**MATERIAL FOR THIS EXERCISE:**
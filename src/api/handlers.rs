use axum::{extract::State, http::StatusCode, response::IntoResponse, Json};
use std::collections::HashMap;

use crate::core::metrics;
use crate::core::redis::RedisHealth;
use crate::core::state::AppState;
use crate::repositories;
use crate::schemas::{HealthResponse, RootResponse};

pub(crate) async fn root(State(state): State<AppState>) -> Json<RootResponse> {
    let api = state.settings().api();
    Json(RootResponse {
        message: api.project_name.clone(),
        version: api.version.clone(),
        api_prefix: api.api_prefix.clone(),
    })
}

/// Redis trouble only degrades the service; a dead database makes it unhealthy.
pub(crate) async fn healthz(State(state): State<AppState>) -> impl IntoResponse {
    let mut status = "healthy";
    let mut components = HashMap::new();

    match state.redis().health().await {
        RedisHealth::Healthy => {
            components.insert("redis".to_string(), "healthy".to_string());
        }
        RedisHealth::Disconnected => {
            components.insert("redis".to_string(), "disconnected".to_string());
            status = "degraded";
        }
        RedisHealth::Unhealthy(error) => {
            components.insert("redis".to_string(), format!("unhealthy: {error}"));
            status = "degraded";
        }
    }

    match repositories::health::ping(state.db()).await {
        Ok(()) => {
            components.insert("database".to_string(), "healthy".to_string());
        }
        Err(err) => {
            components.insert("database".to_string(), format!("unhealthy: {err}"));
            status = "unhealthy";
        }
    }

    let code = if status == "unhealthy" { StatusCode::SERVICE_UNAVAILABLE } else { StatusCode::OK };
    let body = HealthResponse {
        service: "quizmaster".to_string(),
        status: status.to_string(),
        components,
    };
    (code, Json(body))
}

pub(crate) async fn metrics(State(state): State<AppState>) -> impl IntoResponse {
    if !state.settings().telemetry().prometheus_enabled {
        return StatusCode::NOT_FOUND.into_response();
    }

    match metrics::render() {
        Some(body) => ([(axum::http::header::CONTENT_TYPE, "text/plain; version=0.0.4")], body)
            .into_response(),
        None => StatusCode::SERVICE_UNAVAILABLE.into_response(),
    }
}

* * *

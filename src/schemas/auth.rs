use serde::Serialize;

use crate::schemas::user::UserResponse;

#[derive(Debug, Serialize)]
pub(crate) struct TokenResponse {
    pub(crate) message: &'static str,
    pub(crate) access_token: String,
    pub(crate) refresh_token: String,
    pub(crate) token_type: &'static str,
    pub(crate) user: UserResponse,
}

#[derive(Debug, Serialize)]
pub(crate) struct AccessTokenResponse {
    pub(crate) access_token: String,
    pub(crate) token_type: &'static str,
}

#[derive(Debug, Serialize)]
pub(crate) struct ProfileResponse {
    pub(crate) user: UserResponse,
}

...

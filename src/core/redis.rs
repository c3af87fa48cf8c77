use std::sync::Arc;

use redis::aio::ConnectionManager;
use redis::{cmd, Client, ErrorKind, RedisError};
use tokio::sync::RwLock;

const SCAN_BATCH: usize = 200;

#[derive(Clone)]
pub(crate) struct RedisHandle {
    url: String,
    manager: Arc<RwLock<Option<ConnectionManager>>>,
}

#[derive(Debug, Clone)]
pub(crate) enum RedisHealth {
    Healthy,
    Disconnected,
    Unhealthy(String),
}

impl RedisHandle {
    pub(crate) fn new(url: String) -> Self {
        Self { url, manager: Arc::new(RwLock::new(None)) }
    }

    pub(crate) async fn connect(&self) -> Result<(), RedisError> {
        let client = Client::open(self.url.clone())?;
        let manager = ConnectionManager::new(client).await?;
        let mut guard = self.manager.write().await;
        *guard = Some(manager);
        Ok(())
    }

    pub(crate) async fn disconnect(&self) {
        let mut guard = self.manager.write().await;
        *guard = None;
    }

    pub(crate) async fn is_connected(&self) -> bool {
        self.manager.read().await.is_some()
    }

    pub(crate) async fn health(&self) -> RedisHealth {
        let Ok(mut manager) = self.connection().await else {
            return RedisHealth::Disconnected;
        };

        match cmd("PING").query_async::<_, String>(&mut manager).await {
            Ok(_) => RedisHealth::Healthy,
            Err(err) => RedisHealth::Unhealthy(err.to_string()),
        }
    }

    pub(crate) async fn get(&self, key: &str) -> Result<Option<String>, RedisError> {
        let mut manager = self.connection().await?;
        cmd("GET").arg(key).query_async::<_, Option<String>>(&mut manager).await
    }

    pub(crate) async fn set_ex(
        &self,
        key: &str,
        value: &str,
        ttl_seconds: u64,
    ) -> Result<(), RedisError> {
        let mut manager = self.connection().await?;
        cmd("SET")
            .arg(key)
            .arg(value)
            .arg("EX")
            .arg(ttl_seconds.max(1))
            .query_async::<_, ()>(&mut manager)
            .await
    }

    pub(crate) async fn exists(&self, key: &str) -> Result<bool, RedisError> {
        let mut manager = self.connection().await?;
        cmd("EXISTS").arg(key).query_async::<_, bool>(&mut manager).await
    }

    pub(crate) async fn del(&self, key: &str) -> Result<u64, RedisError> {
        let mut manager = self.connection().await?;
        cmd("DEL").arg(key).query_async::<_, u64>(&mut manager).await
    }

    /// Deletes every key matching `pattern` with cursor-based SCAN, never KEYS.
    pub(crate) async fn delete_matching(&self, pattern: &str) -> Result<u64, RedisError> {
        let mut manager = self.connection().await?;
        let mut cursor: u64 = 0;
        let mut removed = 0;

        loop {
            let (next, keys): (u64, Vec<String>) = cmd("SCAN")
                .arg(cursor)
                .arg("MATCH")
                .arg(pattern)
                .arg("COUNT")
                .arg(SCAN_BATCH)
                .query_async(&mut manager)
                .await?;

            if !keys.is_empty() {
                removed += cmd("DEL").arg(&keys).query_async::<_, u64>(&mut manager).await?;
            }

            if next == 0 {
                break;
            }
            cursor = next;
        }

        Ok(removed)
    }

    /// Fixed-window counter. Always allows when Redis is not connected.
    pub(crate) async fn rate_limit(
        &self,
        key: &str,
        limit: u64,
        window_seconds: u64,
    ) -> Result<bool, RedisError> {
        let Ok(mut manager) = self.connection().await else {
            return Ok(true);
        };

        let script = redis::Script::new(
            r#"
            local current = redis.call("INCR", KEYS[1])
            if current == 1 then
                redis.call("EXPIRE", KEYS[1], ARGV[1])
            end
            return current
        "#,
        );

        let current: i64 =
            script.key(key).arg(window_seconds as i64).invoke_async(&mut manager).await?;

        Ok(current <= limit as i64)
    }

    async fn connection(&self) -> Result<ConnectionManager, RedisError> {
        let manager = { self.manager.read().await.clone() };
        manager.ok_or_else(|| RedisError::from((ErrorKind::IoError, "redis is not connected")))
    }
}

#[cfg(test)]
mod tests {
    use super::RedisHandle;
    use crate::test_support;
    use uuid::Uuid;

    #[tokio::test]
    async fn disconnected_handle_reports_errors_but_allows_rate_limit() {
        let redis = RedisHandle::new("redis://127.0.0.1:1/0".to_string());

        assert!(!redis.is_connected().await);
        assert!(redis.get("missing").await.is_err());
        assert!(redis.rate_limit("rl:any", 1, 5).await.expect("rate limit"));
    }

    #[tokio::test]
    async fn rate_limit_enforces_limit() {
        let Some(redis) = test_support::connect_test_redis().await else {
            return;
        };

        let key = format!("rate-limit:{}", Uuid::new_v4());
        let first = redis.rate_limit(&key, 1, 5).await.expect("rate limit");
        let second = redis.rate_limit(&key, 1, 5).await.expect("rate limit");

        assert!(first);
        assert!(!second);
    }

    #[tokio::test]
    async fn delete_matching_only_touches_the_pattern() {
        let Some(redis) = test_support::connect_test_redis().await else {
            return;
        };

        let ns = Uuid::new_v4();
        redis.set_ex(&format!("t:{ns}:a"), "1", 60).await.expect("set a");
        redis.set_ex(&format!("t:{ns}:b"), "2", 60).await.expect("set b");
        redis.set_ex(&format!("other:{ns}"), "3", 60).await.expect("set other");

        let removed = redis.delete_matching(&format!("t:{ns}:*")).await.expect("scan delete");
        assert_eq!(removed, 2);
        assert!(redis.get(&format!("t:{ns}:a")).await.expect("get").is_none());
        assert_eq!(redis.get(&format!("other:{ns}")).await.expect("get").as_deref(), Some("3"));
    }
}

**TASK REQUIREMENTS:**
For the word "RwLock", count the lines of the listing above that hold it; the number alone is the answer.

**RESULT OF THE TASK:**
3